GRM5 (coding for metabotropic glutamate receptor 5, mGluR5) is a promising target for the treatment of cognitive deficits in schizophrenia, but there has been little investigation of its association with cognitive and brain phenotypes within this disorder. We examined the effects of common genetic variation in GRM5 with cognitive function, hippocampal volume, and hippocampal mGluR5 protein levels in schizophrenia patients relative to healthy controls. Two independent GRM5 variants rs60954128 [C>T] and rs3824927 [G>T] were genotyped in a schizophrenia case/control cohort (n=249/261). High-resolution anatomical brain scans were available for a subset of the cohort (n=103 schizophrenia /78 control). All participants completed a standard set of neuropsychological tests. In a separate postmortem cohort (n=19 schizophrenia/20 controls), hippocampal mGluR5 protein levels were examined among individuals of different GRM5 genotypes. Schizophrenia minor allele carriers of rs60954128 had reduced right hippocampal volume relative to healthy controls of the same genotype (-12.3%); this effect was exaggerated in males with schizophrenia (-15.6%). For rs3824927, compared to major allele homozygotes, minor allele carriers with schizophrenia had lower Intelligence Quotients (IQ). Examination in hippocampal postmortem tissue showed no difference in mGluR5 protein expression according to genotype for either rs60954128 or rs3824927. While these genetic variants in GRM5 were associated with cognitive impairments and right hippocampal volume reduction in schizophrenia, they did not affect protein expression. Further study of these mechanisms may help to delineate new targets for the treatment of cognitive deficits in schizophrenia, and may be relevant to other disorders.

Effects of childhood trauma on working memory in affective and non-affective psychotic disorders.

Quidé Y, O'Reilly N, Rowland JE, Carr VJ, Elzinga BM, Green MJ

Childhood trauma-related alterations in brain function during a Theory-of-Mind task in schizophrenia.

Quidé Y, Ong XH, Mohnke S, Schnell K, Walter H, Carr VJ, Green MJ

Childhood trauma is a risk factor for schizophrenia that affects brain functions associated with higher cognitive processes, including social cognition.
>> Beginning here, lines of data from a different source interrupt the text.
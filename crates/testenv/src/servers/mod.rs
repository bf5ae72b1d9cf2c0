//! Built-in server types and the registry that instantiates them

mod generic;
mod http_mock;
mod memcached;
mod mysql;
mod tarantool;
mod uwsgi;

pub use generic::{ConfigType, GenericServer};
pub use http_mock::HttpMock;
pub use memcached::Memcached;
pub use mysql::MySql;
pub use tarantool::Tarantool;
pub use uwsgi::Uwsgi;

use crate::config::ServerSpec;
use crate::runtime::server::{Server, ServerContext, ServerError};
use std::collections::BTreeMap;

/// Builds a server instance from its resolved spec
pub type ServerConstructor =
    fn(&ServerContext, &str, &ServerSpec) -> Result<Box<dyn Server>, ServerError>;

/// Maps `type` names to server constructors
#[derive(Clone, Default)]
pub struct ServerRegistry {
    constructors: BTreeMap<String, ServerConstructor>,
}

impl ServerRegistry {
    /// Registry without any type
    pub fn empty() -> Self {
        Self::default()
    }

    /// Registry with every built-in type
    pub fn builtin() -> Self {
        let mut registry = Self::empty();
        registry
            .register("generic", GenericServer::create)
            .register("memcached", Memcached::create)
            .register("mysql", MySql::create)
            .register("tarantool", Tarantool::create)
            .register("uwsgi", Uwsgi::create)
            .register("http_mock", HttpMock::create);
        registry
    }

    /// Add or replace a type
    pub fn register(&mut self, kind: impl Into<String>, constructor: ServerConstructor) -> &mut Self {
        self.constructors.insert(kind.into(), constructor);
        self
    }

    /// Registered type names, sorted
    pub fn kinds(&self) -> impl Iterator<Item = &str> {
        self.constructors.keys().map(String::as_str)
    }

    /// Instantiate server `name` from `spec`
    pub fn create(
        &self,
        context: &ServerContext,
        name: &str,
        spec: &ServerSpec,
    ) -> Result<Box<dyn Server>, ServerError> {
        let constructor =
            self.constructors
                .get(&spec.kind)
                .ok_or_else(|| ServerError::UnknownType {
                    name: name.to_string(),
                    kind: spec.kind.clone(),
                })?;
        log::debug!("[{}] Creating {} server", name, spec.kind);
        constructor(context, name, spec)
    }
}
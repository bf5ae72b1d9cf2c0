//! Session runtime: ports, processes, servers, ordering and the runner

pub mod dependency;
pub mod ports;
pub mod process;
pub mod runner;
pub mod server;
pub mod signals;

pub use dependency::*;
pub use ports::*;
pub use process::*;
pub use runner::*;
pub use server::*;
pub use signals::*;
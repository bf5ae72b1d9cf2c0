//! uWSGI application server

use crate::config::writers::{merge_all, scalar_text, write_ini};
use crate::config::ServerSpec;
use crate::runtime::process::Address;
use crate::runtime::server::{CommonOptions, Server, ServerContext, ServerCore, ServerError};
use async_trait::async_trait;
use serde::Deserialize;
use serde_yaml::{Mapping, Value};
use std::path::{Path, PathBuf};

/// Config keys a listening address may come from, in order of preference
const LISTEN_KEYS: [&str; 3] = ["http", "http-socket", "socket"];

#[derive(Debug, Deserialize)]
struct UwsgiOptions {
    config: Mapping,
    #[serde(default = "default_bin")]
    uwsgi_bin: String,
    #[serde(flatten)]
    common: CommonOptions,
}

fn default_bin() -> String {
    "uwsgi".to_string()
}

pub struct Uwsgi {
    core: ServerCore,
    configfile: PathBuf,
    config: Mapping,
}

impl Uwsgi {
    pub fn create(
        context: &ServerContext,
        name: &str,
        spec: &ServerSpec,
    ) -> Result<Box<dyn Server>, ServerError> {
        let options: UwsgiOptions = ServerCore::options(name, spec)?;
        let mut core = ServerCore::new(context, name, spec, options.common)?;

        let wsgi_file = options
            .config
            .get("wsgi-file")
            .and_then(scalar_text)
            .ok_or_else(|| ServerError::config(name, "uwsgi server requires wsgi-file"))?;
        let wsgi_file = core.confpath(wsgi_file);
        if !wsgi_file.exists() {
            return Err(ServerError::config(
                name,
                format!("wsgi-file {} does not exist", wsgi_file.display()),
            ));
        }

        let configfile = core.basepath("uwsgi.ini");
        let pidfile = core.basepath("uwsgi.pid");
        let chdir = wsgi_file.parent().unwrap_or(Path::new("/"));

        let defaults = Mapping::from_iter([
            ("threads".into(), 2.into()),
            ("chdir".into(), Value::String(chdir.display().to_string())),
        ]);
        let forced = Mapping::from_iter([
            ("wsgi-file".into(), Value::String(wsgi_file.display().to_string())),
            ("pidfile".into(), Value::String(pidfile.display().to_string())),
        ]);
        let Value::Mapping(config) = merge_all([
            Value::Mapping(defaults),
            Value::Mapping(options.config),
            Value::Mapping(forced),
        ]) else {
            return Err(ServerError::config(name, "config should be a mapping"));
        };

        if core.address.is_none() {
            core.address = LISTEN_KEYS
                .iter()
                .find_map(|key| config.get(*key).and_then(scalar_text))
                .map(|listen| match listen.strip_prefix(':') {
                    Some(port) => Address::tcp("127.0.0.1", port),
                    None => Address::parse(&listen),
                });
        }
        core.pidfile = Some(pidfile);
        core.command = vec![
            core.resolve_program(&options.uwsgi_bin),
            "--ini".to_string(),
            configfile.display().to_string(),
        ];

        Ok(Box::new(Self {
            core,
            configfile,
            config,
        }))
    }
}

#[async_trait]
impl Server for Uwsgi {
    fn core(&self) -> &ServerCore {
        &self.core
    }

    fn core_mut(&mut self) -> &mut ServerCore {
        &mut self.core
    }

    async fn prepare(&mut self) -> Result<(), ServerError> {
        self.core.create_workdir()?;
        let ini = Mapping::from_iter([("uwsgi".into(), Value::Mapping(self.config.clone()))]);
        write_ini(&self.configfile, &ini).map_err(|e| {
            ServerError::io(
                &self.core.name,
                format!("writing {}", self.configfile.display()),
                e,
            )
        })
    }
}

#[cfg(test)]
mod tests {
    use super::*;
    use crate::config::ConfigDocument;

    #[tokio::test]
    async fn test_prepare_writes_ini() {
        let dir = tempfile::tempdir().unwrap();
        std::fs::write(dir.path().join("app.py"), "def application(env, start): pass\n").unwrap();
        let doc = ConfigDocument::from_yaml(
            "servers:\n  web:\n    type: uwsgi\n    config: {wsgi-file: app.py, http: ':9090', threads: 4}\n",
            dir.path(),
        )
        .unwrap();
        let context = ServerContext::new(dir.path(), dir.path().join("tenv"));
        let mut server = Uwsgi::create(&context, "web", &doc.config.servers["web"]).unwrap();

        let workdir = dir.path().join("tenv/web");
        assert_eq!(server.core().pidfile, Some(workdir.join("uwsgi.pid")));
        assert_eq!(server.core().address, Some(Address::Tcp("127.0.0.1:9090".into())));
        assert_eq!(server.core().command[1], "--ini");

        server.prepare().await.unwrap();
        let ini = std::fs::read_to_string(workdir.join("uwsgi.ini")).unwrap();
        assert!(ini.starts_with("[uwsgi]\n"));
        assert!(ini.contains("threads = 4\n"));
        assert!(ini.contains(&format!("chdir = {}\n", dir.path().display())));
        assert!(ini.contains(&format!("pidfile = {}\n", workdir.join("uwsgi.pid").display())));
    }

    #[test]
    fn test_wsgi_file_must_exist() {
        let doc = ConfigDocument::from_yaml(
            "servers:\n  web: {type: uwsgi, config: {wsgi-file: missing.py}}\n",
            "/nonexistent",
        )
        .unwrap();
        let context = ServerContext::new("/nonexistent", "/nonexistent/tenv");
        let err = Uwsgi::create(&context, "web", &doc.config.servers["web"])
            .err()
            .unwrap();
        assert!(err.to_string().contains("missing.py"));

        let doc =
            ConfigDocument::from_yaml("servers:\n  web: {type: uwsgi, config: {}}\n", "/tmp").unwrap();
        assert!(Uwsgi::create(&context, "web", &doc.config.servers["web"]).is_err());
    }
}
Alterations in Theory-of-Mind (ToM), or mentalizing skills, are a hallmark feature of schizophrenia, and are also evident in individuals exposed to childhood trauma. However, the impact of childhood trauma exposure on brain function during social cognition in schizophrenia remains unclear. We thus examined the association between childhood trauma and brain function during the performance of a ToM task in 47 patients diagnosed with schizophrenia or schizoaffective disorder. All participants completed the Childhood Trauma Questionnaire (CTQ) and underwent functional magnetic resonance imaging while performing an established visual-cartoon affective ToM task. Whole-brain multiple regression analysis was performed on ToM-related brain activation, with CTQ total score as regressor of interest, while accounting for the effects of age, sex, diagnosis, symptom severity, behavioural performance, intelligence and medications levels. First, using a small-volume correction approach within a mask made of key regions for ToM [including bilateral temporo-parietal junctions (TPJ), medial prefrontal cortex (mPFC) and posterior cingulate cortex (PCC)/precuneus], total CTQ scores were positively associated with activation of the PCC/precuneus. Second, exploratory analyses for the rest of the brain (i.e., ROIs masked-out), revealed a positive association between trauma exposure and activation of the dorsomedial prefrontal cortex (dmPFC), and a negative association with activation of the anterior section of the TPJ. These results suggest that childhood trauma exposure may, at least partially, contribute to functional alterations of brain regions essential for effective mental state inference in schizophrenia.